Également, l’entreprise doit s’attendre à devoir effectuer des mises au point après la réalisation d’une phase d’implantation d’un PGI, quitte à diminuer l’envergure du projet initial. Et ce suivi, souligne M. Fluet, nécessite davantage l’implication active des gens d’affaires que celle des responsables des technologies.
« Il faudra faire des rencontres pour retoucher et optimiser le processus, parce que les affaires changent toujours, affirme M. Fluet. Les gens qui participent au projet d’implantation, soit les responsables des processus dans une entreprise, auront la responsabilité de mesurer l’efficacité du projet et de définir des phases d’optimisation si nécessaire. Ce n’est pas l’équipe d’informatique qui fera cet exercice, mais ce sont les gens d’affaires qui se « libéreront » [de leurs fonctions] pour continuer à mesurer et à améliorer de façon constante, et ce, avec le support de l’équipe d’informatique. »

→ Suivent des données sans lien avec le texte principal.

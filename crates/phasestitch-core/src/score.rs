use serde::Serialize;

use crate::consts::{DEFAULT_MIN_OVERLAP_FRACTION, VARIANCE_EPSILON};
use crate::field::{line_origin, volume, DenseField};
use crate::peaks::TranslationCandidate;
use crate::pool::WorkerPool;

/// Quality of one candidate shift, measured on the tiles' actual overlap.
#[derive(Clone, Debug, PartialEq, Serialize)]
pub struct CrossCorrelationResult<const N: usize> {
    /// Position of tile B's origin in tile A's coordinates.
    #[serde(with = "crate::serde_arrays")]
    pub shift: [i64; N],
    pub overlapping_pixels: usize,
    /// Mean squared intensity difference over the overlap.
    pub ssq: f64,
    /// Pearson correlation coefficient over the overlap.
    pub r: f64,
    pub pcm_value: f32,
}

impl<const N: usize> CrossCorrelationResult<N> {
    /// A result with no usable overlap: `r = 0` and `ssq = f64::MAX`.
    pub fn rejected(candidate: &TranslationCandidate<N>, overlapping_pixels: usize) -> Self {
        Self {
            shift: candidate.shift,
            overlapping_pixels,
            ssq: f64::MAX,
            r: 0.0,
            pcm_value: candidate.pcm_value,
        }
    }
}

#[derive(Clone, Copy, Debug, PartialEq)]
pub struct ScoringParams {
    /// Overlaps of at most this fraction of the smaller tile's extent are
    /// reported with `r = 0` and `ssq = f64::MAX`.
    ///
    /// At `0.0` only empty overlaps are rejected: every shift leaving at least
    /// one shared pixel gets its computed `r` (still `0` when either side of
    /// the overlap is constant). The default of `0.01` drops slivers.
    pub min_overlap_fraction: f64,
}

impl Default for ScoringParams {
    fn default() -> Self {
        Self {
            min_overlap_fraction: DEFAULT_MIN_OVERLAP_FRACTION,
        }
    }
}

/// Corresponding boxes of the two tiles under a shift.
#[derive(Clone, Copy, Debug, PartialEq, Eq)]
pub struct OverlapRegion<const N: usize> {
    pub start_a: [usize; N],
    pub start_b: [usize; N],
    pub extent: [usize; N],
}

impl<const N: usize> OverlapRegion<N> {
    pub fn len(&self) -> usize {
        volume(&self.extent)
    }

    pub fn is_empty(&self) -> bool {
        self.len() == 0
    }
}

/// Where tile `b`, placed with its origin at `shift` in `a`'s coordinates,
/// overlaps `a`. `None` when the boxes do not intersect.
pub fn overlap_region<const N: usize>(
    dims_a: [usize; N],
    dims_b: [usize; N],
    shift: [i64; N],
) -> Option<OverlapRegion<N>> {
    let mut region = OverlapRegion {
        start_a: [0; N],
        start_b: [0; N],
        extent: [0; N],
    };
    for axis in 0..N {
        let s = shift[axis];
        let lo = s.max(0);
        let hi = (dims_a[axis] as i64).min(s + dims_b[axis] as i64);
        if lo >= hi {
            return None;
        }
        region.start_a[axis] = lo as usize;
        region.start_b[axis] = (lo - s) as usize;
        region.extent[axis] = (hi - lo) as usize;
    }
    Some(region)
}

/// Score one candidate shift against the unpadded tiles.
///
/// Means are taken in a first pass and the squared difference, variances and
/// covariance in a second. Overlaps too small for `params`, or where either
/// tile is constant, come back rejected with the pixel count still set.
pub fn score<const N: usize>(
    a: &DenseField<N>,
    b: &DenseField<N>,
    candidate: &TranslationCandidate<N>,
    params: &ScoringParams,
) -> CrossCorrelationResult<N> {
    let Some(region) = overlap_region(a.dims(), b.dims(), candidate.shift) else {
        return CrossCorrelationResult::rejected(candidate, 0);
    };
    let count = region.len();

    let smaller_extent: f64 = (0..N)
        .map(|axis| a.dim(axis).min(b.dim(axis)) as f64)
        .product();
    if count as f64 <= params.min_overlap_fraction * smaller_extent {
        return CrossCorrelationResult::rejected(candidate, count);
    }

    let mut sum_a = 0.0f64;
    let mut sum_b = 0.0f64;
    for_each_overlap_row(a, b, &region, |row_a, row_b| {
        sum_a += row_a.iter().map(|&v| v as f64).sum::<f64>();
        sum_b += row_b.iter().map(|&v| v as f64).sum::<f64>();
    });
    let n = count as f64;
    let mean_a = sum_a / n;
    let mean_b = sum_b / n;

    let mut ssq = 0.0f64;
    let mut var_a = 0.0f64;
    let mut var_b = 0.0f64;
    let mut covar = 0.0f64;
    for_each_overlap_row(a, b, &region, |row_a, row_b| {
        for (&va, &vb) in row_a.iter().zip(row_b.iter()) {
            let (va, vb) = (va as f64, vb as f64);
            let diff = va - vb;
            ssq += diff * diff;
            let da = va - mean_a;
            let db = vb - mean_b;
            var_a += da * da;
            var_b += db * db;
            covar += da * db;
        }
    });

    let sd_a = (var_a / n).sqrt();
    let sd_b = (var_b / n).sqrt();
    if sd_a <= VARIANCE_EPSILON || sd_b <= VARIANCE_EPSILON {
        return CrossCorrelationResult::rejected(candidate, count);
    }

    CrossCorrelationResult {
        shift: candidate.shift,
        overlapping_pixels: count,
        ssq: ssq / n,
        r: (covar / n) / (sd_a * sd_b),
        pcm_value: candidate.pcm_value,
    }
}

/// Score every candidate on the pool, in input order.
pub fn score_all<const N: usize>(
    a: &DenseField<N>,
    b: &DenseField<N>,
    candidates: &[TranslationCandidate<N>],
    params: &ScoringParams,
    pool: &WorkerPool,
) -> Vec<CrossCorrelationResult<N>> {
    pool.map(candidates, |candidate| score(a, b, candidate, params))
}

fn for_each_overlap_row<const N: usize>(
    a: &DenseField<N>,
    b: &DenseField<N>,
    region: &OverlapRegion<N>,
    mut f: impl FnMut(&[f32], &[f32]),
) {
    let width = region.extent[0];
    let rows = region.len() / width;
    for row in 0..rows {
        let rel = line_origin(&region.extent, row);
        let mut pos_a = region.start_a;
        let mut pos_b = region.start_b;
        for axis in 0..N {
            pos_a[axis] += rel[axis];
            pos_b[axis] += rel[axis];
        }
        let ia = a.index_of(pos_a);
        let ib = b.index_of(pos_b);
        f(
            &a.as_slice()[ia..ia + width],
            &b.as_slice()[ib..ib + width],
        );
    }
}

« Il y aura une ou deux personnes de niveau technique pour soutenir la solution après l’entrée en fonction, mais la majorité du support nécessaire viendra des gens d’affaires qui opèrent l’entreprise au jour le jour et qui sont responsables de tenir à jour les processus implantés. C’est normal et dans le cours des choses », ajoute-t-il.